On April 1, 1992, the Senate Judiciary Committee convened to decide whether Alabama Assistant Attorney General Ed Carnes should become a judge on the US Court of Appeals. For 11 of the 16 years he worked as a government lawyer, Carnes had run the state’s unit that litigated cases of capital punishment. Usually Supreme Court nominations generate the most attention. But in the case of Carnes, the stakes were high: Judges on the 11th Circuit have responsibility for the interpretation of the law in Georgia, Alabama, and Florida—former slaveholding states with a long history of unequal justice.
That day, Carnes’s own testimony fanned the flames of controversy. Under oath, Carnes vigorously denied that racism existed in the criminal justice system. Asked by Democratic Senator Howell Heflin about the large number of African Americans on death row in Alabama, he replied, “I do not believe that capital punishment is applied in a racially discriminatory manner in Alabama or in the Nation.” Instead, he attributed the lopsided proportion of minorities on death row to “economic disparity and hardship, and also the deterioration of the family unit.”
Against Carnes were assembled both traditional civil rights groups and prominent human rights leaders, including the Southern Christian Leadership Conference (SCLC), the NAACP, the NAACP Legal Defense Fund, Coretta Scott King, and Rev. Jesse Jackson. “The civil rights community is solid in their opposition to Carnes,” declared Dr. Joseph Lowery—a minister who had cofounded SCLC with Martin Luther King, Jr.—“more solid than they were in their opposition to Judge Clarence Thomas’s nomination to the U.S. Supreme Court.”
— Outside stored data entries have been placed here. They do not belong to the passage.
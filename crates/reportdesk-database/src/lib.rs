//! # reportdesk-database
//!
//! PostgreSQL connection management, the persistence gateway trait
//! contracts, and the concrete repository implementations for all
//! Reportdesk entities.

pub mod connection;
pub mod gateway;
pub mod migration;
pub mod repositories;

pub use connection::DatabasePool;
pub use gateway::{AnnouncementStore, NotificationStore, ReportStore, UserStore};
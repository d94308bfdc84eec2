//! Report management CLI commands.

use std::sync::Arc;

use clap::{Args, Subcommand};
use serde::Serialize;
use tabled::Tabled;

use crate::output::{self, OutputFormat};
use reportdesk_core::config::AppConfig;
use reportdesk_core::error::AppError;
use reportdesk_database::repositories::{ReportRepository, UserRepository};
use reportdesk_entity::report::status::ALL_STATUSES;
use reportdesk_entity::report::{NewReport, Report, ReportStatus};
use reportdesk_service::ReportService;

/// Arguments for report commands
#[derive(Debug, Args)]
pub struct ReportArgs {
    /// Report subcommand
    #[command(subcommand)]
    pub command: ReportCommand,
}

/// Report subcommands
#[derive(Debug, Subcommand)]
pub enum ReportCommand {
    /// List reports
    List {
        /// Filter by status (Pending, In Review, Approved, In Progress, Resolved, Completed)
        #[arg(short, long)]
        status: Option<String>,
        /// Filter by submitting resident ID
        #[arg(short, long)]
        resident: Option<i64>,
    },
    /// Submit a report on behalf of a resident
    Submit {
        /// Submitting resident's user ID
        #[arg(long)]
        resident_id: i64,
        /// Report type
        #[arg(long = "type")]
        report_type: String,
        /// Location of the issue
        #[arg(long)]
        location: String,
        /// Description of the issue
        #[arg(long)]
        description: String,
    },
    /// Show a single report
    Show {
        /// Report ID
        report_id: i64,
    },
    /// Change a report's status and notify the resident
    SetStatus {
        /// Report ID
        report_id: i64,
        /// New status
        status: String,
    },
    /// Show report counts per status
    Stats,
}

/// Report display row for table output
#[derive(Debug, Serialize, Tabled)]
struct ReportRow {
    /// Report ID
    id: i64,
    /// Submitting resident
    resident: String,
    /// Report type
    r#type: String,
    /// Location
    location: String,
    /// Status
    status: String,
    /// Submitted at
    created_at: String,
}

/// Per-status count row
#[derive(Debug, Serialize, Tabled)]
struct StatusCountRow {
    /// Status
    status: String,
    /// Report count
    count: i64,
}

/// Execute report commands
pub async fn execute(
    args: &ReportArgs,
    config: &AppConfig,
    format: OutputFormat,
) -> Result<(), AppError> {
    let pool = super::create_db_pool(config).await?;
    let users = Arc::new(UserRepository::new(pool.clone()));
    let service = ReportService::new(
        Arc::new(ReportRepository::new(pool.clone())),
        users,
        super::build_fanout(&pool),
    );

    match &args.command {
        ReportCommand::List { status, resident } => {
            let reports = match (status, resident) {
                (Some(status), _) => {
                    service
                        .list_by_status(status.parse::<ReportStatus>()?)
                        .await?
                }
                (None, Some(resident_id)) => service.list_by_resident(*resident_id).await?,
                (None, None) => service.list_all().await?,
            };

            let mut rows = Vec::with_capacity(reports.len());
            for report in &reports {
                rows.push(report_row(&service, report).await);
            }
            output::print_list(&rows, format);
        }
        ReportCommand::Submit {
            resident_id,
            report_type,
            location,
            description,
        } => {
            let report = service
                .submit(NewReport {
                    resident_id: *resident_id,
                    report_type: report_type.clone(),
                    location: location.clone(),
                    description: description.clone(),
                })
                .await?;
            output::print_success(&format!(
                "Report {} submitted ({})",
                report.id, report.status
            ));
        }
        ReportCommand::Show { report_id } => {
            let report = service
                .find(*report_id)
                .await?
                .ok_or_else(|| AppError::not_found(format!("Report {} not found", report_id)))?;
            output::print_item(&report, format);
        }
        ReportCommand::SetStatus { report_id, status } => {
            let report = service
                .update_status(*report_id, status.parse::<ReportStatus>()?)
                .await?;
            output::print_success(&format!(
                "Report {} is now '{}', resident notified",
                report.id, report.status
            ));
        }
        ReportCommand::Stats => {
            let mut rows = Vec::new();
            for status in ALL_STATUSES {
                rows.push(StatusCountRow {
                    status: status.as_str().to_string(),
                    count: service.count_by_status(status).await?,
                });
            }
            output::print_list(&rows, format);
        }
    }

    Ok(())
}

async fn report_row(service: &ReportService, report: &Report) -> ReportRow {
    ReportRow {
        id: report.id,
        resident: service.resident_display_name(report.resident_id).await,
        r#type: report.report_type.clone(),
        location: report.location.clone(),
        status: report.status.to_string(),
        created_at: report.created_at.format("%Y-%m-%d %H:%M").to_string(),
    }
}
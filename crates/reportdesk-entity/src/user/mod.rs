//! User entity and role enum.

pub mod model;
pub mod role;

pub use model::{CreateUser, User};
pub use role::UserRole;
//! Notification entity and kind enum.

pub mod kind;
pub mod model;

pub use kind::NotificationKind;
pub use model::{NewNotification, Notification};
Despite intense opposition, Carnes, like Justice Thomas, was ultimately confirmed. He went on to serve nearly three decades before retiring in June 2020. Over those 28 years, he largely voted as one might expect a former prosecutor would in criminal cases. In 2012, Carnes wrote an opinion upholding the death sentence of Robert Holsey, an indigent Black man who killed a sheriff’s deputy. Holsey’s court-appointed lawyer drank a quart of vodka every night during the trial and failed to introduce evidence that Holsey struggled with an intellectual disability and had been abused by his own mother. Over sharp dissent from a colleague—that omitting this “horrific” evidence denied Holsey competent representation—Judge Carnes refused to order a new trial, saying that having a sober lawyer would not have made a difference. Holsey was executed by the state of Georgia in December 2014. Carnes continued to make it easier for people to be put to death, even when confronted with evidence of unequal justice and with the condemnation of his colleagues.